Solaris Containers & 32-bit Java Heap allocation

A note from Steve Dertien at PTC:


We’ve solved the memory issue with zones.  The issue is impacted by the kernel version on the server and the zone type that they have created.

What we’ve discovered is that older kernel versions do not adequately support the larger heap sizes in a whole zone configuration.  The kernel version can be output using uname –a as follows.

# uname -a
SunOS mlxsv016 5.10 Generic_137111-04 sun4v sparc SUNW,T5240

With that particular version you can allocate a JVM with a 2Gb heap in the global zone and in a sparse zone.  In a whole zone you will not be able to allocate the full 2Gb to the JVM.  The output of a JVM failure will look like the following in this case:

# ./java -Xmx2048m -version
Error occurred during initialization of VM
Could not reserve enough space for object heap
Could not create the Java virtual machine.

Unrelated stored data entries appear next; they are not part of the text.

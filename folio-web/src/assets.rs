//! Static lookup tables the views draw on: social/contact endpoints, the
//! project screenshot catalogue keyed by project id, and the skills
//! inventory. All language-independent by design; translated copy lives in
//! the content catalogue.

pub const GITHUB_URL: &str = "https://github.com/hidarshoja";
pub const EMAIL: &str = "hidarshoja@gmail.com";
pub const PHONE: &str = "09376228320";
pub const PHONE_ALT: &str = "09232996418";
pub const PHONE_HREF: &str = "tel:+989376228320";
pub const LINKEDIN_URL: &str = "https://www.linkedin.com/in/hidar-shoja-413aa4244/";
pub const TELEGRAM_URL: &str = "https://t.me/H_programmer";
pub const TELEGRAM_HANDLE: &str = "@H_programmer";
pub const RUBIKA_URL: &str = "https://rubika.ir/hidar_shoja_programer";
pub const RUBIKA_HANDLE: &str = "@hidar_shoja_programer";

const PROJECT_IMAGES: &[(u32, &str)] = &[
    (1, "https://images.unsplash.com/photo-1460925895917-afdab827c52f?w=600&q=80"),
    (2, "https://images.unsplash.com/photo-1576091160399-112ba8d25d1f?w=600&q=80"),
    (3, "https://images.unsplash.com/photo-1551288049-bebda4e38f71?w=600&q=80"),
    (4, "https://images.unsplash.com/photo-1621761191319-c6fb62004040?w=600&q=80"),
    (5, "https://images.unsplash.com/photo-1610375461246-83df859d849d?w=600&q=80"),
    (6, "https://images.unsplash.com/photo-1556742049-0cfed4f6a45d?w=600&q=80"),
    (7, "https://images.unsplash.com/photo-1560518883-ce09059eeffa?w=600&q=80"),
    (8, "https://images.unsplash.com/photo-1586023492125-27b2c045efd7?w=600&q=80"),
    (9, "https://images.unsplash.com/photo-1501504905252-473c47e087f8?w=600&q=80"),
    (10, "https://images.unsplash.com/photo-1460925895917-afdab827c52f?w=600&q=80"),
    (11, "https://images.unsplash.com/photo-1554224155-6726b3ff858f?w=600&q=80"),
];

/// Screenshot URL for a project id; projects without a dedicated shot reuse
/// the first one.
#[must_use]
pub fn project_image(id: u32) -> &'static str {
    PROJECT_IMAGES
        .iter()
        .find_map(|(pid, url)| (*pid == id).then_some(*url))
        .unwrap_or(PROJECT_IMAGES[0].1)
}

#[derive(Debug, Clone, Copy, PartialEq, Eq)]
pub struct Skill {
    pub name: &'static str,
    pub level: u8,
    pub color: &'static str,
}

pub const FRONTEND_SKILLS: &[Skill] = &[
    Skill { name: "React", level: 95, color: "#61DAFB" },
    Skill { name: "Next.js", level: 90, color: "#ffffff" },
    Skill { name: "JavaScript", level: 95, color: "#F7DF1E" },
    Skill { name: "TypeScript", level: 80, color: "#3178C6" },
    Skill { name: "HTML5", level: 98, color: "#E34F26" },
    Skill { name: "CSS3", level: 95, color: "#1572B6" },
];

pub const FRAMEWORK_SKILLS: &[Skill] = &[
    Skill { name: "Redux", level: 85, color: "#764ABC" },
    Skill { name: "Vite", level: 90, color: "#646CFF" },
];

pub const STYLING_SKILLS: &[Skill] = &[
    Skill { name: "TailwindCSS", level: 95, color: "#06B6D4" },
    Skill { name: "Bootstrap", level: 90, color: "#7952B3" },
    Skill { name: "Sass", level: 85, color: "#CC6699" },
];

pub const TOOL_SKILLS: &[Skill] = &[
    Skill { name: "Git", level: 90, color: "#F05032" },
    Skill { name: "NPM", level: 90, color: "#CB3837" },
    Skill { name: "Figma", level: 75, color: "#F24E1E" },
    Skill { name: "Postman", level: 85, color: "#FF6C37" },
    Skill { name: "Vercel", level: 90, color: "#ffffff" },
];

pub const OTHER_SKILLS: &[&str] = &[
    "REST API",
    "Responsive Design",
    "UI/UX",
    "Performance Optimization",
    "SEO",
    "PWA",
    "Web Accessibility",
    "Cross-Browser Compatibility",
    "Agile/Scrum",
    "Team Leadership",
    "Code Review",
    "Technical Writing",
];
use crate::i18n::use_language;
use crate::router::Route;
use folio_content::{Nav, enter_offset};
use yew::prelude::*;

#[derive(Properties, PartialEq, Clone)]
pub struct Props {
    pub current: Route,
    pub on_navigate: Callback<Route>,
}

fn label<'a>(nav: &'a Nav, route: Route) -> &'a str {
    match route {
        Route::Home | Route::NotFound => &nav.home,
        Route::About => &nav.about,
        Route::Projects => &nav.projects,
        Route::Skills => &nav.skills,
        Route::Contact => &nav.contact,
    }
}

#[function_component(Navbar)]
pub fn navbar(p: &Props) -> Html {
    let language = use_language();
    let snap = language.snapshot();
    let nav = &snap.catalogue.nav;
    let menu_open = use_state(|| false);

    let toggle_lang = {
        let language = language.clone();
        Callback::from(move |_| language.toggle())
    };
    let toggle_menu = {
        let menu_open = menu_open.clone();
        Callback::from(move |_| menu_open.set(!*menu_open))
    };

    let links = Route::NAV
        .into_iter()
        .map(|route| {
            let onclick = {
                let cb = p.on_navigate.clone();
                let menu_open = menu_open.clone();
                Callback::from(move |_| {
                    menu_open.set(false);
                    cb.emit(route);
                })
            };
            let active = if route == p.current { "nav-link active" } else { "nav-link" };
            html! {
                <li>
                    <button
                        class={active}
                        onclick={onclick}
                        aria-current={(route == p.current).then_some("page")}
                    >
                        { label(nav, route) }
                    </button>
                </li>
            }
        })
        .collect::<Html>();

    // Off-canvas menu slides in from the trailing edge; sign flips with the
    // document direction.
    let menu_style = if *menu_open {
        "transform:translateX(0)".to_string()
    } else {
        format!("transform:translateX({}px)", enter_offset(snap.dir, 320.0))
    };

    html! {
        <header role="banner" class="navbar">
            <a href="#main" class="sr-only">{ &nav.skip_to_content }</a>
            <div class="navbar-inner">
                <button class="brand" onclick={{
                    let cb = p.on_navigate.clone();
                    Callback::from(move |_| cb.emit(Route::Home))
                }}>
                    <span class="brand-first">{ &nav.brand_first }</span>
                    {" "}
                    <span class="brand-last">{ &nav.brand_last }</span>
                </button>
                <nav aria-label={nav.home.clone()}>
                    <ul class="nav-links">{ links.clone() }</ul>
                </nav>
                <button
                    class="lang-toggle"
                    onclick={toggle_lang}
                    title={snap.lang.toggled().native_name()}
                    aria-label={nav.toggle_label.clone()}
                >
                    { &nav.toggle_label }
                </button>
                <button
                    class="menu-toggle"
                    onclick={toggle_menu}
                    aria-expanded={(*menu_open).to_string()}
                >
                    { if *menu_open { "✕" } else { "☰" } }
                </button>
            </div>
            <div class="mobile-menu" style={menu_style} aria-hidden={(!*menu_open).to_string()}>
                <ul class="nav-links">{ links }</ul>
            </div>
        </header>
    }
}
use crate::i18n::use_language;
use folio_content::mirror;
use yew::prelude::*;

#[function_component(AboutPage)]
pub fn about_page() -> Html {
    let snap = use_language().snapshot();
    let about = &snap.catalogue.about;

    let achievements = about
        .achievements_list
        .iter()
        .map(|item| {
            html! {
                <article class="achievement-card">
                    <span class="achievement-icon" aria-hidden="true">{ &item.icon }</span>
                    <h4>{ &item.title }</h4>
                    <p>{ &item.description }</p>
                </article>
            }
        })
        .collect::<Html>();

    // The timeline rail hugs the leading edge, so every entry is pushed away
    // from it by the same margin. Which physical side that is depends on the
    // active direction.
    let rail = mirror::timeline_side(snap.dir);
    let entry_style = mirror::leading_margin(snap.dir, 48);
    let last = about.experience_list.len().saturating_sub(1);

    let experience = about
        .experience_list
        .iter()
        .enumerate()
        .map(|(i, entry)| {
            let marker = if i == last { "🎓" } else { "💼" };
            let responsibilities = entry
                .responsibilities
                .iter()
                .map(|duty| html! { <li>{ duty }</li> })
                .collect::<Html>();
            html! {
                <li class="timeline-entry" style={entry_style.clone()}>
                    <span class="timeline-marker" aria-hidden="true">{ marker }</span>
                    <h4>{ &entry.role }</h4>
                    <p class="timeline-company">{ &entry.company }</p>
                    <p class="timeline-period">{ &entry.period }</p>
                    <ul class="timeline-duties">{ responsibilities }</ul>
                </li>
            }
        })
        .collect::<Html>();

    html! {
        <section class="about">
            <h2>{ &about.title }</h2>
            <p class="section-subtitle">{ &about.subtitle }</p>
            <div class="about-summary">
                <p>{ &about.summary }</p>
            </div>
            <h3>{ &about.achievements }</h3>
            <div class="achievement-grid">{ achievements }</div>
            <h3>{ &about.experience }</h3>
            <ol class={classes!("timeline", format!("rail-{}", rail.css()))}>
                { experience }
            </ol>
        </section>
    }
}
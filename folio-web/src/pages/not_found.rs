use crate::i18n::use_language;
use crate::router::Route;
use yew::prelude::*;

#[derive(Properties, PartialEq, Clone)]
pub struct Props {
    pub on_navigate: Callback<Route>,
}

#[function_component(NotFoundPage)]
pub fn not_found_page(p: &Props) -> Html {
    let snap = use_language().snapshot();
    let copy = &snap.catalogue.not_found;
    let back = {
        let cb = p.on_navigate.clone();
        Callback::from(move |_| cb.emit(Route::Home))
    };
    html! {
        <section class="not-found">
            <h1>{ "404" }</h1>
            <h2>{ &copy.title }</h2>
            <p>{ &copy.body }</p>
            <button class="btn primary" onclick={back}>{ &copy.back_home }</button>
        </section>
    }
}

This issue is resolved when you upgrade the kernel to a newer version.  The Sun servers at PTC are using a newer version of the kernel and therefore we’re not experiencing this issue.  For Windchill support on Solaris zones (whole or sparse) we should indicate that the customer must be on this kernel version or newer (assuming this does not regress).

# uname -a
SunOS edc-sunt5120 5.10 Generic_137137-09 sun4v sparc SUNW,SPARC-Enterprise-T5120

I don’t know if there are newer kernel versions but we should probably put a customer document together that states when running Windchill in a Solaris zone of any kind that the kernel must be patched to this level or higher and how to test for this condition.  [Jeff adds: See] Also, this issue does not exist with the 64bit JVM when the –d64 option is supplied to the command.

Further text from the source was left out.